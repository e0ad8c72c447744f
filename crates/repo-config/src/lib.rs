//! Centrally managed configuration read from a JSON file in a GitHub repository.
//!
//! [`ConfigClient`] loads the file once at construction, keeps an immutable
//! [`Snapshot`] of it in memory, and re-fetches it on a fixed interval from a
//! background Tokio task. Accessors return typed values or a [`ConfigError`];
//! nothing in the crate aborts the host process.
//!
//! ```no_run
//! use std::time::Duration;
//! use repo_config::{ClientConfig, ConfigClient};
//!
//! # async fn run() -> Result<(), repo_config::ConfigError> {
//! let config = ClientConfig::new(
//!     "ghp_token",
//!     "acme",
//!     "settings",
//!     "services/api.json",
//!     Duration::from_secs(60),
//! );
//! let client = ConfigClient::new(config).await?;
//! let retries = client.get_as_int("retries")?;
//! let hosts = client.get_as_string_array("hosts")?;
//! # let _ = (retries, hosts);
//! client.shutdown().await;
//! # Ok(())
//! # }
//! ```

pub mod client;
pub mod config;
pub mod error;
pub mod github;
mod refresh;
pub mod snapshot;
pub mod source;
pub mod status;
#[cfg(test)]
mod test_support;

pub use client::ConfigClient;
pub use config::{ClientConfig, Credential, FileLocation, RefreshFailurePolicy};
pub use error::ConfigError;
pub use github::{GithubSource, HttpError};
pub use snapshot::Snapshot;
pub use source::{ContentEncoding, ContentSource, RemoteContent};
pub use status::{RefreshStatus, StatusSnapshot};
//! Client configuration and environment-driven helpers.
//!
//! [`ClientConfig::new`] takes the same inputs as the client constructor
//! (credential, owner, repository, file path, refresh interval) and fills the
//! remaining knobs with defaults. [`ClientConfig::from_os_env`] derives the
//! same structure from `REPO_CONFIG_*` variables for hosts that prefer
//! environment-based wiring.

use std::collections::HashMap;
use std::env;
use std::fmt;
use std::time::Duration;

use reqwest::Url;
use serde::{Deserialize, Serialize};

use crate::error::ConfigError;

/// Environment variable carrying the access token.
const ENV_TOKEN: &str = "REPO_CONFIG_TOKEN";
/// Fallback token variable, commonly set in CI environments.
const ENV_GITHUB_TOKEN: &str = "GITHUB_TOKEN";
const ENV_OWNER: &str = "REPO_CONFIG_OWNER";
const ENV_REPO: &str = "REPO_CONFIG_REPO";
const ENV_PATH: &str = "REPO_CONFIG_PATH";
/// Branch, tag, or commit to read. Unset means the repository default branch.
const ENV_REF: &str = "REPO_CONFIG_REF";
/// Refresh interval in whole seconds; zero or negative disables refreshing.
const ENV_REFRESH_SECS: &str = "REPO_CONFIG_REFRESH_SECS";
const ENV_API_URL: &str = "REPO_CONFIG_API_URL";
const ENV_TIMEOUT_SECS: &str = "REPO_CONFIG_TIMEOUT_SECS";
/// Either `keep_last_good` or `stop`.
const ENV_REFRESH_FAILURE: &str = "REPO_CONFIG_REFRESH_FAILURE";

/// Public GitHub REST API endpoint.
pub const DEFAULT_API_BASE_URL: &str = "https://api.github.com";

/// Opaque access token. The value never appears in `Debug` output.
#[derive(Clone, PartialEq, Eq)]
pub struct Credential(String);

impl Credential {
    /// Wraps a raw access token.
    pub fn new(token: impl Into<String>) -> Self {
        Self(token.into())
    }

    /// Returns the token text, for building the request header.
    pub fn expose(&self) -> &str {
        &self.0
    }

    /// Returns true for an empty or whitespace-only token.
    pub fn is_empty(&self) -> bool {
        self.0.trim().is_empty()
    }
}

impl fmt::Debug for Credential {
    fn fmt(&self, f: &mut fmt::Formatter<'_>) -> fmt::Result {
        f.write_str("Credential(<redacted>)")
    }
}

/// Where the configuration document lives.
#[derive(Debug, Clone, PartialEq, Eq, Serialize, Deserialize)]
pub struct FileLocation {
    pub owner: String,
    pub repo: String,
    /// Path of the file inside the repository, `/`-separated.
    pub path: String,
    /// Git reference to read; `None` resolves the repository default branch.
    #[serde(default)]
    pub reference: Option<String>,
}

impl FileLocation {
    /// Location on the repository default branch.
    pub fn new(owner: impl Into<String>, repo: impl Into<String>, path: impl Into<String>) -> Self {
        Self {
            owner: owner.into(),
            repo: repo.into(),
            path: path.into(),
            reference: None,
        }
    }

    /// Pins a branch, tag, or commit.
    pub fn with_reference(mut self, reference: impl Into<String>) -> Self {
        self.reference = Some(reference.into());
        self
    }
}

impl fmt::Display for FileLocation {
    fn fmt(&self, f: &mut fmt::Formatter<'_>) -> fmt::Result {
        write!(f, "{}/{}/{}", self.owner, self.repo, self.path)?;
        if let Some(reference) = &self.reference {
            write!(f, "@{reference}")?;
        }
        Ok(())
    }
}

/// What the background loop does when a refresh fails after construction.
#[derive(Debug, Clone, Copy, Default, PartialEq, Eq, Serialize, Deserialize)]
#[serde(rename_all = "snake_case")]
pub enum RefreshFailurePolicy {
    /// Log the failure, keep serving the last good snapshot, and keep polling.
    #[default]
    KeepLastGood,
    /// Log the failure and stop the refresh loop. The last snapshot stays readable.
    Stop,
}

impl RefreshFailurePolicy {
    fn from_label(label: &str) -> Option<Self> {
        match label.trim().to_ascii_lowercase().as_str() {
            "keep_last_good" | "keep-last-good" | "keep" => Some(Self::KeepLastGood),
            "stop" => Some(Self::Stop),
            _ => None,
        }
    }
}

/// Everything needed to build a [`crate::ConfigClient`] backed by GitHub.
#[derive(Debug, Clone)]
pub struct ClientConfig {
    pub credential: Credential,
    pub location: FileLocation,
    /// Delay between background refreshes. `Duration::ZERO` disables them.
    pub refresh_interval: Duration,
    /// Base URL of the REST API (GitHub Enterprise installs use `https://host/api/v3`).
    pub api_base_url: String,
    /// Per-request timeout; `None` keeps the transport default.
    pub request_timeout: Option<Duration>,
    pub refresh_failure_policy: RefreshFailurePolicy,
    /// Allows `http://` API base URLs. Intended for local test servers.
    pub allow_plaintext: bool,
}

impl ClientConfig {
    pub fn new(
        credential: impl Into<String>,
        owner: impl Into<String>,
        repo: impl Into<String>,
        path: impl Into<String>,
        refresh_interval: Duration,
    ) -> Self {
        Self {
            credential: Credential::new(credential),
            location: FileLocation::new(owner, repo, path),
            refresh_interval,
            api_base_url: DEFAULT_API_BASE_URL.to_string(),
            request_timeout: None,
            refresh_failure_policy: RefreshFailurePolicy::default(),
            allow_plaintext: false,
        }
    }

    /// Builds settings from the current process environment.
    pub fn from_os_env() -> Result<Self, ConfigError> {
        Self::from_env_iter(env::vars())
    }

    /// Builds settings from an iterator of key/value pairs (typically for tests).
    ///
    /// Blank values are treated as unset. The result is validated before it
    /// is returned.
    pub fn from_env_iter<I, K, V>(iter: I) -> Result<Self, ConfigError>
    where
        I: IntoIterator<Item = (K, V)>,
        K: Into<String>,
        V: Into<String>,
    {
        let map: HashMap<String, String> = iter
            .into_iter()
            .map(|(k, v)| (k.into(), v.into()))
            .collect();
        let lookup = |name: &str| map.get(name).and_then(|value| sanitize_non_empty(value));

        // Prefer the dedicated token; fall back to the generic CI token.
        let token = lookup(ENV_TOKEN).or_else(|| lookup(ENV_GITHUB_TOKEN));
        let mut config = Self::new(
            token.unwrap_or_default(),
            lookup(ENV_OWNER).unwrap_or_default(),
            lookup(ENV_REPO).unwrap_or_default(),
            lookup(ENV_PATH).unwrap_or_default(),
            Duration::ZERO,
        );
        config.location.reference = lookup(ENV_REF);

        if let Some(raw) = lookup(ENV_REFRESH_SECS) {
            config.refresh_interval = parse_signed_secs(ENV_REFRESH_SECS, &raw)?;
        }
        if let Some(url) = lookup(ENV_API_URL) {
            config.api_base_url = url;
        }
        if let Some(raw) = lookup(ENV_TIMEOUT_SECS) {
            let timeout = parse_signed_secs(ENV_TIMEOUT_SECS, &raw)?;
            config.request_timeout = (!timeout.is_zero()).then_some(timeout);
        }
        if let Some(raw) = lookup(ENV_REFRESH_FAILURE) {
            config.refresh_failure_policy =
                RefreshFailurePolicy::from_label(&raw).ok_or_else(|| {
                    ConfigError::InvalidConfig(format!(
                        "{ENV_REFRESH_FAILURE} must be keep_last_good or stop, got {raw:?}"
                    ))
                })?;
        }

        config.validate()?;
        Ok(config)
    }

    /// Reads the file at a branch, tag, or commit instead of the default branch.
    pub fn with_reference(mut self, reference: impl Into<String>) -> Self {
        self.location.reference = Some(reference.into());
        self
    }

    /// Overrides the REST API base URL.
    pub fn with_api_base_url(mut self, url: impl Into<String>) -> Self {
        self.api_base_url = url.into();
        self
    }

    /// Sets a per-request timeout.
    pub fn with_request_timeout(mut self, timeout: Duration) -> Self {
        self.request_timeout = Some(timeout);
        self
    }

    /// Chooses what the refresh loop does after a failed fetch.
    pub fn with_refresh_failure_policy(mut self, policy: RefreshFailurePolicy) -> Self {
        self.refresh_failure_policy = policy;
        self
    }

    /// Permits an `http://` API base URL.
    pub fn with_allow_plaintext(mut self, allow: bool) -> Self {
        self.allow_plaintext = allow;
        self
    }

    /// Checks that every required field is present and the API URL is usable.
    pub fn validate(&self) -> Result<(), ConfigError> {
        if self.credential.is_empty() {
            return Err(ConfigError::InvalidConfig(format!(
                "missing credential (set {ENV_TOKEN} or {ENV_GITHUB_TOKEN})"
            )));
        }
        let required = [
            ("owner", &self.location.owner),
            ("repository", &self.location.repo),
            ("file path", &self.location.path),
        ];
        for (label, value) in required {
            if value.trim().is_empty() {
                return Err(ConfigError::InvalidConfig(format!("missing {label}")));
            }
        }
        let url = Url::parse(&self.api_base_url).map_err(|err| {
            ConfigError::InvalidConfig(format!(
                "invalid API base URL {:?}: {err}",
                self.api_base_url
            ))
        })?;
        if url.cannot_be_a_base() {
            return Err(ConfigError::InvalidConfig(format!(
                "API base URL {:?} cannot carry a path",
                self.api_base_url
            )));
        }
        Ok(())
    }
}

/// Helper trimming whitespace and discarding empty values.
fn sanitize_non_empty(value: &str) -> Option<String> {
    let trimmed = value.trim();
    if trimmed.is_empty() {
        None
    } else {
        Some(trimmed.to_string())
    }
}

/// Parses a whole number of seconds. Zero or negative values map to `Duration::ZERO`.
fn parse_signed_secs(name: &str, raw: &str) -> Result<Duration, ConfigError> {
    let secs: i64 = raw.parse().map_err(|_| {
        ConfigError::InvalidConfig(format!("{name} must be a whole number of seconds, got {raw:?}"))
    })?;
    Ok(Duration::from_secs(secs.max(0).unsigned_abs()))
}

#[cfg(test)]
mod tests {
    use super::*;

    fn base_env() -> Vec<(&'static str, &'static str)> {
        vec![
            (ENV_TOKEN, " token-123 "),
            (ENV_OWNER, "acme"),
            (ENV_REPO, "settings"),
            (ENV_PATH, "services/api.json"),
        ]
    }

    /// Ensures defaults apply when only the required variables are set.
    #[test]
    fn env_defaults() {
        let config = ClientConfig::from_env_iter(base_env()).unwrap();
        assert_eq!(config.credential.expose(), "token-123");
        assert_eq!(
            config.location,
            FileLocation::new("acme", "settings", "services/api.json")
        );
        assert_eq!(config.refresh_interval, Duration::ZERO);
        assert_eq!(config.api_base_url, DEFAULT_API_BASE_URL);
        assert_eq!(config.request_timeout, None);
        assert_eq!(config.refresh_failure_policy, RefreshFailurePolicy::KeepLastGood);
        assert!(!config.allow_plaintext);
    }

    /// Confirms environment-derived settings respect overrides.
    #[test]
    fn env_overrides() {
        let mut env = base_env();
        env.extend([
            (ENV_REF, "release"),
            (ENV_REFRESH_SECS, "30"),
            (ENV_API_URL, "https://git.example.com/api/v3"),
            (ENV_TIMEOUT_SECS, "5"),
            (ENV_REFRESH_FAILURE, "stop"),
        ]);
        let config = ClientConfig::from_env_iter(env).unwrap();
        assert_eq!(config.location.reference.as_deref(), Some("release"));
        assert_eq!(config.refresh_interval, Duration::from_secs(30));
        assert_eq!(config.api_base_url, "https://git.example.com/api/v3");
        assert_eq!(config.request_timeout, Some(Duration::from_secs(5)));
        assert_eq!(config.refresh_failure_policy, RefreshFailurePolicy::Stop);
    }

    #[test]
    fn negative_refresh_interval_disables_refresh() {
        let mut env = base_env();
        env.push((ENV_REFRESH_SECS, "-10"));
        let config = ClientConfig::from_env_iter(env).unwrap();
        assert!(config.refresh_interval.is_zero());
    }

    /// Verifies the fallback to `GITHUB_TOKEN` when no dedicated token is set.
    #[test]
    fn env_falls_back_to_github_token() {
        let config = ClientConfig::from_env_iter([
            (ENV_TOKEN, "   "),
            (ENV_GITHUB_TOKEN, "ci-token"),
            (ENV_OWNER, "acme"),
            (ENV_REPO, "settings"),
            (ENV_PATH, "app.json"),
        ])
        .unwrap();
        assert_eq!(config.credential.expose(), "ci-token");
    }

    #[test]
    fn env_rejects_malformed_values() {
        let mut env = base_env();
        env.push((ENV_REFRESH_SECS, "soon"));
        assert!(matches!(
            ClientConfig::from_env_iter(env),
            Err(ConfigError::InvalidConfig(_))
        ));

        let mut env = base_env();
        env.push((ENV_REFRESH_FAILURE, "panic"));
        assert!(matches!(
            ClientConfig::from_env_iter(env),
            Err(ConfigError::InvalidConfig(_))
        ));
    }

    #[test]
    fn validate_reports_missing_fields() {
        let config = ClientConfig::new("", "acme", "settings", "app.json", Duration::ZERO);
        let err = config.validate().unwrap_err();
        assert!(err.to_string().contains("missing credential"));

        let config = ClientConfig::new("t", "acme", " ", "app.json", Duration::ZERO);
        let err = config.validate().unwrap_err();
        assert_eq!(err.to_string(), "invalid configuration: missing repository");

        let config = ClientConfig::new("t", "acme", "settings", "app.json", Duration::ZERO)
            .with_api_base_url("not a url");
        assert!(config.validate().is_err());
    }

    #[test]
    fn credential_is_redacted_in_debug_output() {
        let config = ClientConfig::new("s3cr3t", "acme", "settings", "app.json", Duration::ZERO);
        let rendered = format!("{config:?}");
        assert!(!rendered.contains("s3cr3t"));
        assert!(rendered.contains("<redacted>"));
    }

    #[test]
    fn location_display_includes_reference() {
        let location = FileLocation::new("acme", "settings", "app.json");
        assert_eq!(location.to_string(), "acme/settings/app.json");
        assert_eq!(
            location.with_reference("v2").to_string(),
            "acme/settings/app.json@v2"
        );
    }

    #[test]
    fn failure_policy_deserializes_from_snake_case() {
        let policy: RefreshFailurePolicy = serde_json::from_str("\"keep_last_good\"").unwrap();
        assert_eq!(policy, RefreshFailurePolicy::KeepLastGood);
        let policy: RefreshFailurePolicy = serde_json::from_str("\"stop\"").unwrap();
        assert_eq!(policy, RefreshFailurePolicy::Stop);
    }
}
§
◆ What you have to do
Taking the entries above, print exactly the lines starting at the line with "const ENV_PATH: &str" and ending at the line with "const ENV_REFRESH_SECS: &str", both included.

◆ Result of this task
const ENV_PATH: &str = "REPO_CONFIG_PATH";
/// Branch, tag, or commit to read. Unset means the repository default branch.
const ENV_REF: &str = "REPO_CONFIG_REF";
/// Refresh interval in whole seconds; zero or negative disables refreshing.
const ENV_REFRESH_SECS: &str = "REPO_CONFIG_REFRESH_SECS";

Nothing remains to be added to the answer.